Many people come to me asking about the new bankruptcy laws, and whether it is true that most people may no longer file for bankruptcy. The truth is that nearly all of the people who have come to me still do qualify for chapter 7. The difference between bankruptcy laws prior to October 2005 and bankruptcy laws after October 2005 are that people now have to go through additional hurdles, including the "means test," before they may file their bankruptcy petition.

Under current bankruptcy laws, the "means test" is used to determine whether a person may file a chapter 7 bankruptcy case. The means test takes into consideration your gross income, as well as most of your monthly expenses.

The test only applies to people who have consumer-related debts. Thus, people who mostly have business-related debts, including tax debts, do not have take the means test.

The means test was designed to prevent people with higher incomes from filing for bankruptcy. However, as explained below, in certain circumstances, even people with higher incomes often end up qualifying for chapter 7 anyhow.
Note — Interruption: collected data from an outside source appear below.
//! Statweb DB - PostgreSQL ledger for harvest objects
//!
//! This crate keeps the intermediate records of the harvest pipeline
//! between the gather, fetch and import stages.
//!
//! # Overview
//!
//! The main components are:
//! - [`ObjectRepository`] - `HarvestLedger` implementation over the `harvest_objects` table
//! - [`MIGRATIONS`] - schema statements, applied by [`ObjectRepository::migrate`]

mod object_repository;

pub use object_repository::{MIGRATIONS, ObjectRepository};
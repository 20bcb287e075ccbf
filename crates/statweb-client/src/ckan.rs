//! CKAN catalog client: dataset upsert, name allocation and file store upload.
//!
//! Writes go through the action API (`package_show`, `package_create`,
//! `package_update`); converted tables go to the legacy file store
//! (`/api/storage/upload_handle`), whose links are rewritten onto the public
//! site URL. Uploads stream the file from disk.

use std::path::Path;

use reqwest::multipart::{Form, Part};
use reqwest::{Body, Client, RequestBuilder, StatusCode, Url};
use serde::Deserialize;
use serde_json::{Value, json};
use statweb_core::mapping::iso;
use statweb_core::models::{MAX_NAME_LENGTH, slugify};
use statweb_core::traits::CatalogClient;
use statweb_core::{AppError, DatasetRecord, HttpConfig, ServiceIdentity};
use uuid::Uuid;

use crate::request_error;

/// Generic wrapper for CKAN API responses.
///
/// CKAN API reference: <https://docs.ckan.org/en/2.9/api/>
#[derive(Deserialize, Debug)]
struct CkanResponse<T> {
    success: bool,
    result: Option<T>,
    error: Option<Value>,
}

/// Name the harvester writes as, unless configured otherwise.
pub const DEFAULT_SERVICE_USER: &str = "harvest";

/// How many numbered variants of a name are probed before giving up.
const MAX_NAME_ATTEMPTS: usize = 100;

/// HTTP client for a CKAN catalog.
///
/// # Examples
///
/// ```no_run
/// use statweb_client::CkanCatalog;
///
/// # fn example() -> Result<(), Box<dyn std::error::Error>> {
/// let catalog = CkanCatalog::new("http://ckan:5000", Some("api-key".to_string()))?
///     .with_site_url("https://dati.trentino.it")?;
/// # Ok(())
/// # }
/// ```
#[derive(Clone)]
pub struct CkanCatalog {
    client: Client,
    base_url: Url,
    site_url: Url,
    api_key: Option<String>,
    service_user: String,
    timeout_secs: u64,
}

impl CkanCatalog {
    /// Creates a client for the catalog at `base_url`.
    ///
    /// Hosted file links keep `base_url` as host until
    /// [`with_site_url`](Self::with_site_url) is called.
    ///
    /// # Errors
    ///
    /// Returns `AppError::InvalidUrl` if the URL is malformed.
    /// Returns `AppError::ClientError` if the HTTP client cannot be built.
    pub fn new(base_url: &str, api_key: Option<String>) -> Result<Self, AppError> {
        Self::with_config(base_url, api_key, &HttpConfig::default())
    }

    /// Creates a client with a custom HTTP configuration.
    pub fn with_config(
        base_url: &str,
        api_key: Option<String>,
        http_config: &HttpConfig,
    ) -> Result<Self, AppError> {
        let base_url = parse_base(base_url)?;
        let client = Client::builder()
            .user_agent(http_config.user_agent.as_str())
            .timeout(http_config.timeout)
            .build()
            .map_err(|e| AppError::ClientError(e.to_string()))?;

        Ok(Self {
            client,
            site_url: base_url.clone(),
            base_url,
            api_key: api_key.filter(|k| !k.trim().is_empty()),
            service_user: DEFAULT_SERVICE_USER.to_string(),
            timeout_secs: http_config.timeout.as_secs(),
        })
    }

    /// Sets the public URL hosted file links are rewritten onto.
    pub fn with_site_url(mut self, site_url: &str) -> Result<Self, AppError> {
        self.site_url = parse_base(site_url)?;
        Ok(self)
    }

    /// Sets the user name reported as service identity.
    pub fn with_service_user(mut self, name: impl Into<String>) -> Self {
        self.service_user = name.into();
        self
    }

    fn action_url(&self, action: &str) -> Result<Url, AppError> {
        self.base_url
            .join(&format!("api/3/action/{}", action))
            .map_err(|e| AppError::InvalidUrl(e.to_string()))
    }

    fn authorized(&self, request: RequestBuilder) -> RequestBuilder {
        match &self.api_key {
            Some(key) => request.header("Authorization", key.as_str()),
            None => request,
        }
    }

    /// Fetches a dataset by id or name, or `None` if the catalog has none.
    pub async fn package_show(&self, id: &str) -> Result<Option<Value>, AppError> {
        let mut url = self.action_url("package_show")?;
        url.query_pairs_mut().append_pair("id", id);

        let resp = self
            .authorized(self.client.get(url))
            .send()
            .await
            .map_err(|e| request_error(e, self.timeout_secs))?;

        if resp.status() == StatusCode::NOT_FOUND {
            return Ok(None);
        }
        let status = resp.status();
        if !status.is_success() {
            return Err(AppError::CatalogError(format!(
                "package_show {} answered HTTP {}",
                id,
                status.as_u16()
            )));
        }

        let ckan_resp: CkanResponse<Value> = resp
            .json()
            .await
            .map_err(|e| AppError::ClientError(e.to_string()))?;

        if !ckan_resp.success {
            return Ok(None);
        }
        Ok(ckan_resp.result)
    }

    /// Posts an action and returns its `result`.
    async fn post_action(&self, action: &str, body: &Value) -> Result<Value, AppError> {
        let url = self.action_url(action)?;
        let resp = self
            .authorized(self.client.post(url))
            .json(body)
            .send()
            .await
            .map_err(|e| request_error(e, self.timeout_secs))?;

        let status = resp.status();
        let text = resp
            .text()
            .await
            .map_err(|e| request_error(e, self.timeout_secs))?;

        let ckan_resp: CkanResponse<Value> = serde_json::from_str(&text).map_err(|_| {
            AppError::CatalogError(format!("{} answered HTTP {}", action, status.as_u16()))
        })?;

        if !status.is_success() || !ckan_resp.success {
            let detail = ckan_resp
                .error
                .map(|e| e.to_string())
                .unwrap_or_else(|| format!("HTTP {}", status.as_u16()));
            return Err(AppError::CatalogError(format!("{} failed: {}", action, detail)));
        }

        Ok(ckan_resp.result.unwrap_or_default())
    }

    /// Moves a file store link onto the public site URL.
    ///
    /// Path and query are kept; scheme, host and port come from the site URL.
    /// Unparsable input is returned unchanged.
    pub fn rewrite_to_site(&self, url: &str) -> String {
        let Ok(parsed) = Url::parse(url) else {
            return url.to_string();
        };

        let mut rewritten = self.site_url.as_str().trim_end_matches('/').to_string();
        rewritten.push_str(parsed.path());
        if let Some(query) = parsed.query() {
            rewritten.push('?');
            rewritten.push_str(query);
        }
        rewritten
    }

    /// Serializes a dataset into a CKAN package dictionary.
    pub fn to_ckan_package(record: &DatasetRecord) -> Value {
        let resources: Vec<Value> = record
            .resources
            .iter()
            .map(|r| {
                json!({
                    "url": r.url,
                    "format": r.format,
                    "mimetype": r.mimetype,
                    "resource_type": r.resource_type,
                    "description": r.description,
                    "name": r.name,
                    "last_modified": r.last_modified.as_ref().map(iso),
                })
            })
            .collect();

        json!({
            "id": record.id,
            "name": record.name,
            "title": record.title,
            "url": record.url,
            "notes": record.notes,
            "author": record.author,
            "author_email": record.author_email,
            "maintainer": record.maintainer,
            "maintainer_email": record.maintainer_email,
            "license_id": record.license.id,
            "license_title": record.license.title,
            "license_url": record.license.url,
            "isopen": record.license.is_open,
            "groups": record.groups.iter().map(|g| json!({"name": g})).collect::<Vec<_>>(),
            "tags": record.tags.iter().map(|t| json!({"name": t})).collect::<Vec<_>>(),
            "extras": record
                .extras
                .iter()
                .map(|(k, v)| json!({"key": k, "value": v}))
                .collect::<Vec<_>>(),
            "metadata_created": record.metadata_created.as_ref().map(iso),
            "metadata_modified": record.metadata_modified.as_ref().map(iso),
            "resources": resources,
        })
    }
}

impl CatalogClient for CkanCatalog {
    async fn create_or_update(&self, record: &DatasetRecord) -> Result<String, AppError> {
        let mut package = Self::to_ckan_package(record);

        match self.package_show(&record.id).await? {
            Some(existing) => {
                // the slug is allocated once, at creation
                let name = existing
                    .get("name")
                    .and_then(Value::as_str)
                    .unwrap_or(record.name.as_str())
                    .to_string();
                package["name"] = Value::String(name.clone());
                self.post_action("package_update", &package).await?;
                tracing::info!(id = %record.id, name = %name, "Updated dataset");
                Ok(name)
            }
            None => {
                self.post_action("package_create", &package).await?;
                tracing::info!(id = %record.id, name = %record.name, "Created dataset");
                Ok(record.name.clone())
            }
        }
    }

    async fn upload_file(&self, path: &Path) -> Result<String, AppError> {
        let file_name = path
            .file_name()
            .map(|n| n.to_string_lossy().into_owned())
            .ok_or_else(|| AppError::Generic(format!("Not a file: {}", path.display())))?;
        let label = format!("harvest/{}/{}", Uuid::new_v4().simple(), file_name);
        let file = tokio::fs::File::open(path).await?;
        let length = file.metadata().await?.len();

        let part = Part::stream_with_length(Body::from(file), length)
            .file_name(file_name)
            .mime_str("text/csv")
            .map_err(|e| AppError::ClientError(e.to_string()))?;
        let form = Form::new().text("key", label.clone()).part("file", part);

        let url = self
            .base_url
            .join("api/storage/upload_handle")
            .map_err(|e| AppError::InvalidUrl(e.to_string()))?;
        let resp = self
            .authorized(self.client.post(url))
            .multipart(form)
            .send()
            .await
            .map_err(|e| request_error(e, self.timeout_secs))?;

        let status = resp.status();
        if !status.is_success() {
            return Err(AppError::CatalogError(format!(
                "upload of {} answered HTTP {}",
                path.display(),
                status.as_u16()
            )));
        }

        let hosted = self
            .base_url
            .join(&format!("storage/f/{}", label))
            .map_err(|e| AppError::InvalidUrl(e.to_string()))?;
        Ok(self.rewrite_to_site(hosted.as_str()))
    }

    async fn generate_unique_name(&self, title: &str) -> Result<String, AppError> {
        let base = slugify(title);

        for attempt in 0..MAX_NAME_ATTEMPTS {
            let candidate = numbered(&base, attempt);
            if self.package_show(&candidate).await?.is_none() {
                return Ok(candidate);
            }
        }

        Err(AppError::CatalogError(format!(
            "No free dataset name for '{}'",
            base
        )))
    }

    async fn service_identity(&self) -> Result<ServiceIdentity, AppError> {
        Ok(ServiceIdentity {
            name: self.service_user.clone(),
            api_key: self.api_key.clone(),
        })
    }
}

/// Parses a base URL, making sure relative joins keep its path.
fn parse_base(url: &str) -> Result<Url, AppError> {
    let mut normalized = url.trim().to_string();
    if !normalized.ends_with('/') {
        normalized.push('/');
    }
    Url::parse(&normalized).map_err(|_| AppError::InvalidUrl(url.to_string()))
}

/// `base` for attempt zero, `base-N` afterwards, within the name length limit.
fn numbered(base: &str, attempt: usize) -> String {
    if attempt == 0 {
        return base.to_string();
    }
    let suffix = format!("-{}", attempt);
    let mut stem = base.to_string();
    stem.truncate(MAX_NAME_LENGTH - suffix.len());
    let stem = stem.trim_end_matches('-');
    format!("{}{}", stem, suffix)
}
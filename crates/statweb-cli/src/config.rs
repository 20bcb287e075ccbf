use clap::{Parser, Subcommand};
use std::path::PathBuf;

/// CLI configuration parsed from command line arguments and environment variables
#[derive(Parser, Debug)]
#[command(name = "statweb")]
#[command(
    author,
    version,
    about = "Harvester for the structural indicators of the Provincia Autonoma di Trento"
)]
#[command(after_help = "Examples:
  statweb harvest
  statweb harvest --source subpro
  statweb info")]
pub struct Config {
    /// Log debug output
    #[arg(short, long, global = true)]
    pub verbose: bool,

    #[command(subcommand)]
    pub command: Command,
}

/// Available CLI commands
#[derive(Subcommand, Debug)]
pub enum Command {
    /// Run gather, fetch and import over the configured index sources
    #[command(after_help = "Examples:
  statweb harvest                              # Harvest all enabled sources from config
  statweb harvest --source subpro              # Harvest one source by name
  statweb harvest --config ~/custom.toml       # Use custom config file
  statweb harvest --scratch-dir /var/tmp/stat  # Keep downloaded tables elsewhere")]
    Harvest {
        /// PostgreSQL connection URL of the harvest ledger
        #[arg(long, env = "DATABASE_URL")]
        database_url: String,

        /// Base URL of the catalog API
        #[arg(long, env = "CKAN_URL")]
        ckan_url: String,

        /// API key of the harvest service user
        #[arg(long, env = "CKAN_API_KEY")]
        ckan_api_key: Option<String>,

        /// Public URL of the catalog, used for hosted file links
        #[arg(long, env = "CKAN_SITE_URL")]
        site_url: Option<String>,

        /// Custom path to harvest.toml
        #[arg(short, long, value_name = "PATH")]
        config: Option<PathBuf>,

        /// Harvest only the named sources (repeatable)
        #[arg(short, long, value_name = "NAME")]
        source: Vec<String>,

        /// Directory for downloaded tables
        #[arg(long, value_name = "DIR", env = "STATWEB_SCRATCH_DIR")]
        scratch_dir: Option<PathBuf>,
    },
    /// Print the harvester descriptor
    Info,
}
The means test consists of 2 steps:

First Step: What is your income?

The first step requires you to evaluate all gross (not net) income that you have received from all sources, including your wages, rental income, retirement income, unemployment income, etc., for the last 6 months. So, for example, if you are considering filing a chapter 7 bankruptcy in July 2009, then you would need to list out, month by month, all income you received from January through June 2009. Add up the total gross income for that time period, divide it by 6 to get a monthly average for those 6 months. Lastly, multiply the monthly average figure by 12 to get your average yearly income. This is the figure you'll use to determine whether you pass the first step of the means test. If you live in California, and if that figure is below the amounts listed below, which are the "median income" levels for Californians according to family size (as of March 15, 2010), then you do pass the first step, and you do not need to proceed to the Second Step:

  • 1 person family: $47,969
  • 2 person family: $64,647
  • 3 person family: $70,638
  • 4 person family: $79,194
  • each additional person, add $7,500

Now, if your income is above the median family income, proceed with the Second Step.

Second Step: What are your monthly expenses?

The second step permits you to deduct certain monthly expenses. Some of the monthly expenses are based on formulas set by the Internal Revenue Service. And some of the monthly expenses, such as the amount that you pay for your health insurance, out-of-pocket health expenses, child care, life insurance, and your payroll taxes, are also deducted from your monthly income. This step also permits you to deduct the amount that you pay for your home mortgage each month.

It is really only after completing the second step that most people know whether they qualify for chapter 7. If not, it is possible that chapter 13 is still an option for you. It is advisable that you speak with an experienced bankruptcy attorney to help you determine whether you qualify for chapter 7 under the means test.